ILLEGAL mining in South Africa is “as bad as it’s ever been”, according to Minerals Council CEO, Roger Baxter who has called on the country’s government to make sure its proposed ‘specialised police unit’ is implemented properly.
To do this, Government needs to draw from private sector skills, a practice it hasn’t shown proficiency in achieving, as well as integrating knowledge held in other departments.
“The mining sector can solve the issues on the mining side; we’ve got the capability, but criminal activity is in many other areas: money laundering, gun running, prostitution. All these things are interlinked in the way that organised crime works,” says Baxter who was commenting in an article published in the Financial Mail, a magazine.
“On the crime side, this is as bad as it’s ever been in the mining industry,” said Baxter who likens illegal mining to be growing crisis on the country’s rail and port infrastructure where copper cable theft, sabotage and corruption are harming minerals exports.
Mines and energy minister, Gwede Mantashe announced the formation of the police unit in September saying at the time illegal mining was “an existential threat” to the sector. The Minerals Council estimates R49bn was lost to illegal mining in 2019.
Former police commissioner, the late Jackie Selebi, disbanded the South African Police Service’s gold and diamonds investigations before his fall from grace in 2010. Therefore a challenge for SAPS today is to re-build the skills and knowledge to chase down syndicates involved in minerals theft.

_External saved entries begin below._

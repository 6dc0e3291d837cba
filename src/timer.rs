// SPDX-License-Identifier: AGPL-3.0-or-later
// Copyright (c) 2025-2026 JR Morton

//! One-shot grace checks.
//!
//! The queue only knows "run this check at time T"; there is no cancellation.
//! Whoever drains it must re-validate each check against current session
//! state before acting on it.

use std::cmp::Reverse;
use std::collections::BinaryHeap;
use std::time::{Duration, Instant};

use uuid::Uuid;

use crate::session::GraceKind;

/// Stand-in deadline for grace values `Instant` cannot represent.
const FAR_FUTURE: Duration = Duration::from_secs(100 * 365 * 24 * 60 * 60);

/// `now + grace`, clamped to a far-future deadline instead of overflowing.
pub fn deadline_after(now: Instant, grace: Duration) -> Instant {
    now.checked_add(grace)
        .or_else(|| now.checked_add(FAR_FUTURE))
        .unwrap_or(now)
}

/// A grace window that ends at `due` for one session.
#[derive(Debug, Clone, PartialEq, Eq, PartialOrd, Ord)]
pub struct GraceCheck {
    pub due: Instant,
    pub uid: String,
    pub session_id: Uuid,
    pub kind: GraceKind,
}

#[derive(Debug, Default)]
pub struct TimerQueue {
    heap: BinaryHeap<Reverse<(Instant, u64, GraceCheck)>>,
    seq: u64,
}

impl TimerQueue {
    pub fn new() -> Self {
        Self::default()
    }

    pub fn schedule(&mut self, check: GraceCheck) {
        // seq keeps checks with equal deadlines in scheduling order
        self.seq += 1;
        self.heap.push(Reverse((check.due, self.seq, check)));
    }

    /// Remove and return every check due at or before `now`, earliest first.
    pub fn pop_due(&mut self, now: Instant) -> Vec<GraceCheck> {
        let mut due = Vec::new();
        while let Some(Reverse((at, _, _))) = self.heap.peek() {
            if *at > now {
                break;
            }
            if let Some(Reverse((_, _, check))) = self.heap.pop() {
                due.push(check);
            }
        }
        due
    }

    /// Deadline of the earliest outstanding check.
    pub fn next_due(&self) -> Option<Instant> {
        self.heap.peek().map(|Reverse((at, _, _))| *at)
    }

    pub fn len(&self) -> usize {
        self.heap.len()
    }

    pub fn is_empty(&self) -> bool {
        self.heap.is_empty()
    }
}

#[cfg(test)]
mod tests {
    use super::*;

    fn check(uid: &str, due: Instant, kind: GraceKind) -> GraceCheck {
        GraceCheck {
            due,
            uid: uid.to_string(),
            session_id: Uuid::new_v4(),
            kind,
        }
    }

    #[test]
    fn test_pop_due_in_deadline_order() {
        let base = Instant::now();
        let mut queue = TimerQueue::new();
        queue.schedule(check("late", base + Duration::from_secs(30), GraceKind::Approval));
        queue.schedule(check("early", base + Duration::from_secs(1), GraceKind::Report));
        queue.schedule(check("mid", base + Duration::from_secs(15), GraceKind::Report));

        assert_eq!(queue.next_due(), Some(base + Duration::from_secs(1)));

        let due = queue.pop_due(base + Duration::from_secs(15));
        let uids: Vec<&str> = due.iter().map(|c| c.uid.as_str()).collect();
        assert_eq!(uids, vec!["early", "mid"]);
        assert_eq!(queue.len(), 1);
    }

    #[test]
    fn test_deadline_is_inclusive() {
        let base = Instant::now();
        let mut queue = TimerQueue::new();
        queue.schedule(check("u1", base + Duration::from_secs(1), GraceKind::Report));
        assert!(queue.pop_due(base + Duration::from_millis(999)).is_empty());
        assert_eq!(queue.pop_due(base + Duration::from_secs(1)).len(), 1);
        assert!(queue.is_empty());
        assert_eq!(queue.next_due(), None);
    }

    #[test]
    fn test_deadline_after_clamps_overflow() {
        let base = Instant::now();
        assert_eq!(deadline_after(base, Duration::from_secs(15)), base + Duration::from_secs(15));

        let clamped = deadline_after(base, Duration::from_secs(u64::MAX));
        assert!(clamped > base + Duration::from_secs(60 * 60 * 24 * 365));
    }

    #[test]
    fn test_equal_deadlines_keep_schedule_order() {
        let base = Instant::now();
        let mut queue = TimerQueue::new();
        for uid in ["a", "b", "c"] {
            queue.schedule(check(uid, base, GraceKind::Report));
        }
        let uids: Vec<String> = queue.pop_due(base).into_iter().map(|c| c.uid).collect();
        assert_eq!(uids, vec!["a", "b", "c"]);
    }
}
#[cfg(test)]
mod tests {
    use super::*;
    use crate::report::OriginKind;

    fn entry(id: &str, version: &str) -> SoftwareReport {
        SoftwareReport::new(id, id, version, format!("{}.zip", id), OriginKind::Archive, "ff00")
    }

    fn raw(toml_src: &str) -> RawConfig {
        toml::from_str(toml_src).unwrap()
    }

    #[test]
    fn test_defaults() {
        let config = ComplianceConfig::default();
        assert_eq!(config.report_grace_seconds, 15);
        assert_eq!(config.approval_grace_seconds, 30);
        assert_eq!(config.report_grace(), Duration::from_secs(15));
        assert!(config.help_link.is_empty());
        assert!(config.allowed_entries.is_empty());
        assert_eq!(config.schema_versions.len(), FIELD_SCHEMA.len());
    }

    #[test]
    fn test_open_missing_file_writes_defaults() {
        let dir = tempfile::tempdir().unwrap();
        let path = dir.path().join("modgate").join("server.toml");
        let store = ConfigStore::open(&path);
        assert_eq!(store.config(), &ComplianceConfig::default());
        assert!(path.exists());

        let reopened = ConfigStore::open(&path);
        assert_eq!(reopened.config(), store.config());
    }

    #[test]
    fn test_absent_fields_fall_back_individually() {
        let (config, migrated) = resolve(raw("report_grace_seconds = 5\nhelp_link = \"https://example.org\"\n"), FIELD_SCHEMA);
        assert_eq!(config.report_grace_seconds, 5);
        assert_eq!(config.approval_grace_seconds, 30);
        assert_eq!(config.help_link, "https://example.org");
        assert!(migrated.is_empty());
    }

    #[test]
    fn test_malformed_file_uses_defaults_and_is_not_overwritten() {
        let dir = tempfile::tempdir().unwrap();
        let path = dir.path().join("server.toml");
        std::fs::write(&path, "report_grace_seconds = \"soon\"\n[[[").unwrap();

        let store = ConfigStore::open(&path);
        assert_eq!(store.config(), &ComplianceConfig::default());
        let on_disk = std::fs::read_to_string(&path).unwrap();
        assert!(on_disk.contains("soon"), "malformed file must be kept for the operator");
    }

    #[test]
    fn test_older_field_version_resets_to_default() {
        let schema = &[("extra_disconnect_message", "1.1.0"), ("help_link", "1.0.0")];
        let (config, migrated) = resolve(
            raw(r#"
extra_disconnect_message = "old text"
help_link = "https://keep.me"

[schema_versions]
extra_disconnect_message = "1.0.0"
help_link = "1.0.0"
"#),
            schema,
        );
        assert_eq!(config.extra_disconnect_message, DEFAULT_EXTRA_DISCONNECT_MESSAGE);
        assert_eq!(config.help_link, "https://keep.me");
        assert_eq!(config.schema_versions["extra_disconnect_message"], "1.1.0");
        assert_eq!(migrated, vec!["extra_disconnect_message".to_string()]);
    }

    #[test]
    fn test_blank_override_survives_when_version_current() {
        let (config, migrated) = resolve(
            raw(r#"
extra_disconnect_message = ""

[schema_versions]
extra_disconnect_message = "1.0.0"
"#),
            FIELD_SCHEMA,
        );
        assert_eq!(config.extra_disconnect_message, "");
        assert!(migrated.is_empty());
    }

    #[test]
    fn test_newer_stored_version_is_treated_as_current() {
        let (config, migrated) = resolve(
            raw(r#"
report_grace_seconds = 90

[schema_versions]
report_grace_seconds = "2.0.0"
"#),
            FIELD_SCHEMA,
        );
        assert_eq!(config.report_grace_seconds, 90);
        assert_eq!(config.schema_versions["report_grace_seconds"], "2.0.0");
        assert!(migrated.is_empty());
    }

    #[test]
    fn test_untracked_field_is_stamped_not_reset() {
        let (config, migrated) = resolve(
            raw(r#"
approval_grace_seconds = 5

[schema_versions]
report_grace_seconds = "1.0.0"
"#),
            FIELD_SCHEMA,
        );
        assert_eq!(config.approval_grace_seconds, 5);
        assert_eq!(config.schema_versions["approval_grace_seconds"], "1.0.0");
        assert!(migrated.is_empty());
    }

    #[test]
    fn test_unparseable_stored_version_migrates() {
        let (config, migrated) = resolve(
            raw(r#"
approval_grace_seconds = 5

[schema_versions]
approval_grace_seconds = "banana"
"#),
            FIELD_SCHEMA,
        );
        assert_eq!(config.approval_grace_seconds, 30);
        assert_eq!(migrated, vec!["approval_grace_seconds".to_string()]);
    }

    #[test]
    fn test_compare_versions() {
        assert_eq!(compare_versions("1.0.0", "1.0"), Ordering::Equal);
        assert_eq!(compare_versions("1.10.0", "1.9.9"), Ordering::Greater);
        assert_eq!(compare_versions("1.0.0", "2"), Ordering::Less);
        assert_eq!(compare_versions("1.0.0", "x.y"), Ordering::Greater);
    }

    #[test]
    fn test_approve_replaces_same_id() {
        let mut config = ComplianceConfig::default();
        assert!(config.approve(&entry("minimap", "1.0")));
        assert!(!config.approve(&entry("minimap", "1.0")));
        assert!(config.approve(&entry("minimap", "1.1")));
        assert_eq!(config.allowed_entries, vec![entry("minimap", "1.1")]);
    }

    #[test]
    fn test_update_persists_allowed_entries() {
        let dir = tempfile::tempdir().unwrap();
        let path = dir.path().join("server.toml");
        let mut store = ConfigStore::open(&path);
        store
            .update(|c| {
                c.approve(&entry("minimap", "1.0"));
                c.blacklist.push("xray".to_string());
            })
            .unwrap();

        let reopened = ConfigStore::open(&path);
        assert_eq!(reopened.config().allowed_entries, vec![entry("minimap", "1.0")]);
        assert_eq!(reopened.config().blacklist, vec!["xray".to_string()]);
    }

    #[test]
    fn test_update_keeps_unreadable_file() {
        let dir = tempfile::tempdir().unwrap();
        let path = dir.path().join("server.toml");
        std::fs::write(
            &path,
            "report_grace_seconds = \"oops\"\n\n[[allowed_entries]]\nid = \"keep\"\n",
        )
        .unwrap();

        let mut store = ConfigStore::open(&path);
        assert!(store.update(|c| c.whitelist.push("shaders".to_string())).is_err());
        assert_eq!(store.config().whitelist, vec!["shaders".to_string()]);

        let on_disk = std::fs::read_to_string(&path).unwrap();
        assert!(on_disk.contains("keep"));
        assert!(!on_disk.contains("shaders"));
    }

    #[test]
    fn test_update_saves_once_file_is_repaired() {
        let dir = tempfile::tempdir().unwrap();
        let path = dir.path().join("server.toml");
        std::fs::write(&path, "report_grace_seconds = \"oops\"\n").unwrap();
        let mut store = ConfigStore::open(&path);

        std::fs::write(&path, "report_grace_seconds = 40\n").unwrap();
        store.update(|c| c.blacklist.push("xray".to_string())).unwrap();

        let reopened = ConfigStore::open(&path);
        assert_eq!(reopened.config().report_grace_seconds, 40);
        assert_eq!(reopened.config().blacklist, vec!["xray".to_string()]);
    }

    #[test]
    fn test_update_picks_up_external_edits() {
        let dir = tempfile::tempdir().unwrap();
        let path = dir.path().join("server.toml");
        let mut store = ConfigStore::open(&path);

        std::fs::write(&path, "report_grace_seconds = 99\n").unwrap();

        store.update(|c| c.blacklist.push("xray".to_string())).unwrap();
        assert_eq!(store.config().report_grace_seconds, 99);

        let reopened = ConfigStore::open(&path);
        assert_eq!(reopened.config().report_grace_seconds, 99);
        assert_eq!(reopened.config().blacklist, vec!["xray".to_string()]);
    }

    #[test]
    fn test_in_memory_store_never_writes() {
        let mut store = ConfigStore::in_memory();
        assert!(store.path().is_none());
        store.update(|c| c.report_grace_seconds = 1).unwrap();
        assert_eq!(store.config().report_grace_seconds, 1);
        assert!(store.load());
        assert_eq!(store.config().report_grace_seconds, 1);
    }
}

A crime scene investigator (CSI) in SAPS with long-standing experience in illegal mining told the FM that replacing lost skills in intelligence, policing and investigations was a huge task. “The partnerships are gone now. When they closed the unit down, the people left the police or they’ve aged out of it. So that knowledge is gone. You can never replace that, and that is what the police don’t understand,” the CSI said.
There also needs to be fresh approaches to weaknesses in mining-related regulations that erroneously hand mining licences to criminal operators, especially in the chrome sector where mining of abandoned stockpiles contributes towards illegal exports equalling 5% of South Africa’s total chrome production annually.
Two- to three-year wait times for environmental permits from the department of minerals and energy (DMRE) is one reason so many surface deposits lie idle.
Johannesburg-listed exploration and development firm, Orion Minerals has rock dumps from which it could produce copper within two weeks, claims its CEO, Errol Smart. Instead, illegal miners turn up on site to mine these resources with their own permits granted either erroneously, owing to dysfunction in the licensing regime, or obtained by corrupt means.
There’s also an estimated 6,100 ownerless or derelict mines waiting for closure certificates from the DMRE that currently provide easy pickings for syndicates.
Illegal mining is also perpetrated by sophisticated and well financed crime syndicates who are able to breach even the tightest security to operating mines.
According to Nash Lutchmann, a former brigadier of the SAPS when Selebi was in charge, syndicates often traffic labour to work illegally in mines such as the deep-level gold operations of Sibanye-Stillwater where he is head of security services.
Lutchman tells the FM it can cost a syndicate between R20,000 to R40,000 to install an illegal miner into an operating mine, a sum of money the ‘foot soldier’ has to work off before he earns money for himself. These ‘miners’ are often trafficked, often intimidated, and often require no encouragement at all since there’s no viable work to be had in the community. “He starts off on the backfoot with debt. He’s a slave,” says Lutchman.
This is a dangerous work. Whereas mine employees are kept from blast areas three hours after detonation, an illegal miner will immediately take himself to the stoping area to “scoop up” as much blasted ore as possible before retreating to a secluded, closed area of the mine.
Before that happens, Sibanye-Stillwater security is normally paid off in order to deploy illegal miners underground. A dual income family where one of the breadwinners works in mine security, might earn R12,000 a month, says Lutchman. “People succumb to that pressure. Sometimes, people who don’t accept bribes put their lives in danger.”
Illegal mining along with community unrest is a major source of concern to international investors who cry off dedicating funds to South Africa’s mining sector. They also worry over uncertain mining policy and poor administration of the regulations.
Fiona Perrott-Humphrey, a senior advisor to Rothschild & Co’s UK mining team says difficult mine community relationships and complex empowerment regulations and high capital intensity of new deep mines “have just got too hard” for offshore investors.
While illegal mining it’s hardly unique to South Africa, Government here “hasn’t vaguely understood the extent to which it needs to intervene in the crisis,” Perrott-Humphrey says.
Critical for Government is to make sure the specialised police unit becomes more than a good idea. Says Baxter – who is paid to be optimistic – “engagement is one thing; outcomes are another”.